Szli już kawałek w całkowitej ciszy. Gerardowi to nie przeszkadzało, a wręcz odpowiadało, za to Frank był tym lekko zdenerwowany. Wydawało mu się to niezręczne.
- Czego słuchasz ? - przerwał w końcu Frank.
- Dobrej muzyki.- Gerard nie był skłonny do rozmowy.
- Czyli ? Dobra muzyka to pojęcie względne. Niektórzy uważają, że country jest dobrą muzyką...
- Country ? - Gerard zatrzymał się zniesmaczony na środku ulicy.
- No...
- Ale, że country ? Yh.... Nie. Słucham DOBREJ muzyki, nie tego.... czegoś. Głównie Misfits.

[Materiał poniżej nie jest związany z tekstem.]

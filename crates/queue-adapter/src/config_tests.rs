//! Tests for adapter configuration loading

use super::*;
use crate::consumer::AckFailurePolicy;
use serial_test::serial;
use std::io::Write;
use std::time::Duration;

fn write_config(suffix: &str, contents: &str) -> tempfile::NamedTempFile {
    let mut file = tempfile::Builder::new()
        .suffix(suffix)
        .tempfile()
        .expect("temp file");
    file.write_all(contents.as_bytes()).expect("write config");
    file.flush().expect("flush config");
    file
}

fn clear_env() {
    for (key, _) in std::env::vars() {
        if key.starts_with(ENV_PREFIX) {
            std::env::remove_var(key);
        }
    }
}

// ============================================================================
// Loading
// ============================================================================

mod loading {
    use super::*;

    /// Verify that an empty environment yields the defaults.
    #[test]
    #[serial]
    fn test_load_defaults() {
        // Arrange
        clear_env();

        // Act
        let config = AdapterConfig::load(None).expect("defaults load");

        // Assert
        assert_eq!(config, AdapterConfig::default());
        assert!(config.sqs.is_none());
    }

    /// Verify that a TOML file is read, including nested sections.
    #[test]
    #[serial]
    fn test_load_toml_file() {
        // Arrange
        clear_env();
        let file = write_config(
            ".toml",
            r#"
[consumer]
max_messages = 5
wait_time_seconds = 10
visibility_timeout_seconds = 120

[consumer.idle_backoff]
initial_delay_ms = 250
max_delay_ms = 5000

[consumer.ack_failure]
mode = "retry"
max_attempts = 3

[sqs]
region = "eu-west-1"
endpoint = "http://localhost:4566"
"#,
        );

        // Act
        let config = AdapterConfig::load(Some(file.path())).expect("toml loads");

        // Assert
        assert_eq!(config.consumer.max_messages, 5);
        assert_eq!(config.consumer.wait_time_seconds, 10);
        assert_eq!(config.consumer.visibility_timeout_seconds, Some(120));
        assert_eq!(
            config.consumer.idle_backoff.initial_delay,
            Duration::from_millis(250)
        );
        assert_eq!(config.consumer.idle_backoff.max_delay, Duration::from_secs(5));
        assert_eq!(
            config.consumer.ack_failure,
            AckFailurePolicy::Retry { max_attempts: 3 }
        );

        let sqs = config.sqs.expect("sqs section");
        assert_eq!(sqs.region, "eu-west-1");
        assert_eq!(sqs.endpoint.as_deref(), Some("http://localhost:4566"));
        assert_eq!(sqs.request_timeout_seconds, 30);
    }

    /// Verify that YAML files are supported.
    #[test]
    #[serial]
    fn test_load_yaml_file() {
        // Arrange
        clear_env();
        let file = write_config(
            ".yaml",
            "consumer:\n  max_messages: 2\nmemory:\n  max_queue_size: 50\n",
        );

        // Act
        let config = AdapterConfig::load(Some(file.path())).expect("yaml loads");

        // Assert
        assert_eq!(config.consumer.max_messages, 2);
        assert_eq!(config.memory.max_queue_size, 50);
    }

    /// Verify that environment variables override file values.
    #[test]
    #[serial]
    fn test_environment_overrides_file() {
        // Arrange
        clear_env();
        let file = write_config(".toml", "[consumer]\nmax_messages = 5\n");
        std::env::set_var("QUEUE_ADAPTER__CONSUMER__MAX_MESSAGES", "3");
        std::env::set_var("QUEUE_ADAPTER__SQS__REGION", "ap-southeast-2");

        // Act
        let result = AdapterConfig::load(Some(file.path()));
        clear_env();

        // Assert
        let config = result.expect("config loads");
        assert_eq!(config.consumer.max_messages, 3);
        assert_eq!(config.sqs.expect("sqs from env").region, "ap-southeast-2");
    }

    /// Verify that a missing explicit file is an error.
    #[test]
    #[serial]
    fn test_missing_file_is_error() {
        // Arrange
        clear_env();
        let path = std::path::Path::new("/nonexistent/queue-adapter.toml");

        // Act
        let result = AdapterConfig::load(Some(path));

        // Assert
        assert!(matches!(result, Err(ConfigurationError::Parsing { .. })));
    }

    /// Verify that out-of-range values are rejected after loading.
    #[test]
    #[serial]
    fn test_invalid_values_are_rejected() {
        // Arrange
        clear_env();
        let file = write_config(".toml", "[consumer]\nmax_messages = 0\n");

        // Act
        let result = AdapterConfig::load(Some(file.path()));

        // Assert
        assert!(matches!(result, Err(ConfigurationError::Invalid { .. })));
    }

    /// Verify that values of the wrong type are parsing errors.
    #[test]
    #[serial]
    fn test_wrong_type_is_parsing_error() {
        // Arrange
        clear_env();
        let file = write_config(".json", r#"{"consumer": {"max_messages": "many"}}"#);

        // Act
        let result = AdapterConfig::load(Some(file.path()));

        // Assert
        assert!(matches!(result, Err(ConfigurationError::Parsing { .. })));
    }
}

// ============================================================================
// Validation
// ============================================================================

mod validation {
    use super::*;

    #[test]
    fn test_sqs_defaults_are_valid() {
        tokio_test::assert_ok!(SqsConfig::default().validate());
    }

    #[test]
    fn test_sqs_region_required() {
        let config = SqsConfig {
            region: " ".to_string(),
            ..Default::default()
        };
        assert!(matches!(
            config.validate(),
            Err(ConfigurationError::Missing { .. })
        ));
    }

    #[test]
    fn test_sqs_credentials_must_be_paired() {
        let config = SqsConfig {
            access_key_id: Some("AKIDEXAMPLE".to_string()),
            ..Default::default()
        };
        assert!(config.validate().is_err());
    }

    #[test]
    fn test_sqs_timeout_must_exceed_long_poll() {
        let config = SqsConfig {
            request_timeout_seconds: 20,
            ..Default::default()
        };
        assert!(config.validate().is_err());
    }

    #[test]
    fn test_sqs_endpoint_must_be_http() {
        let config = SqsConfig {
            endpoint: Some("localhost:4566".to_string()),
            ..Default::default()
        };
        assert!(config.validate().is_err());
    }

    #[test]
    fn test_zero_memory_capacity_rejected() {
        let config = AdapterConfig {
            memory: InMemoryConfig {
                max_queue_size: 0,
                ..Default::default()
            },
            ..Default::default()
        };
        assert!(config.validate().is_err());
    }

    #[test]
    fn test_debug_redacts_secret() {
        let config = SqsConfig {
            access_key_id: Some("AKIDEXAMPLE".to_string()),
            secret_access_key: Some("super-secret".to_string()),
            ..Default::default()
        };

        let debug = format!("{:?}", config);

        assert!(debug.contains("AKIDEXAMPLE"));
        assert!(!debug.contains("super-secret"));
    }
}

// ============================================================================
// Adapter Construction
// ============================================================================

mod construction {
    use super::*;

    #[test]
    fn test_sqs_adapter_requires_section() {
        let result = AdapterConfig::default().sqs_adapter();

        tokio_test::assert_err!(&result);
        assert!(matches!(
            result,
            Err(QueueError::Configuration(ConfigurationError::Missing { .. }))
        ));
    }

    #[test]
    fn test_sqs_adapter_from_config() {
        let config = AdapterConfig {
            sqs: Some(SqsConfig {
                endpoint: Some("http://localhost:4566".to_string()),
                ..Default::default()
            }),
            ..Default::default()
        };

        let adapter = config.sqs_adapter().expect("adapter builds");

        assert_eq!(adapter.transport().endpoint(), "http://localhost:4566");
    }

    #[test]
    fn test_memory_adapter_uses_consumer_settings() {
        let mut config = AdapterConfig::default();
        config.consumer.max_messages = 3;

        let adapter = config.memory_adapter().expect("adapter builds");

        assert_eq!(adapter.consumer_config().max_messages, 3);
    }
}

Black Flag, Smashing Pumpkins, Iron Maiden, D O B R E J muzyki.
Frank słuchał jak Gerard wymienia po kolei zespoły z wielkim zachwytem. Radość niemal narastała w jego oczach.
- Ja też ! Kocham Black Flag... nareszcie ktoś kto mnie rozumie.
Gerard popatrzył na niego z pogardą. Cieszył się, że Frank nie jest zaślepiony takim gównem jak inni, ale nadal starał się do niego dystansować.
- Tak, super.- Szepnął niemal sam do siebie i schował się pod obszernym kapturem.
- Gerard ? Jest piękny dzień, boisz się opalić ?- zaśmiał się znowu go szturchając.
- Wyobraź sobie, że tak.- Docisnął bluzę jeszcze bardziej.
- Dziwny jesteś...
- Nawet nie wiesz jak bardzo... mówisz, że słuchasz Black Flag ?
- Tak, ale nie byłem na żadnym koncercie, mam... ciężką sytuacje.- przygryzł ze zdenerwowania kolczyka w dolnej wardze. Gerard zauważył że zawsze tak robi, kiedy się stresuje.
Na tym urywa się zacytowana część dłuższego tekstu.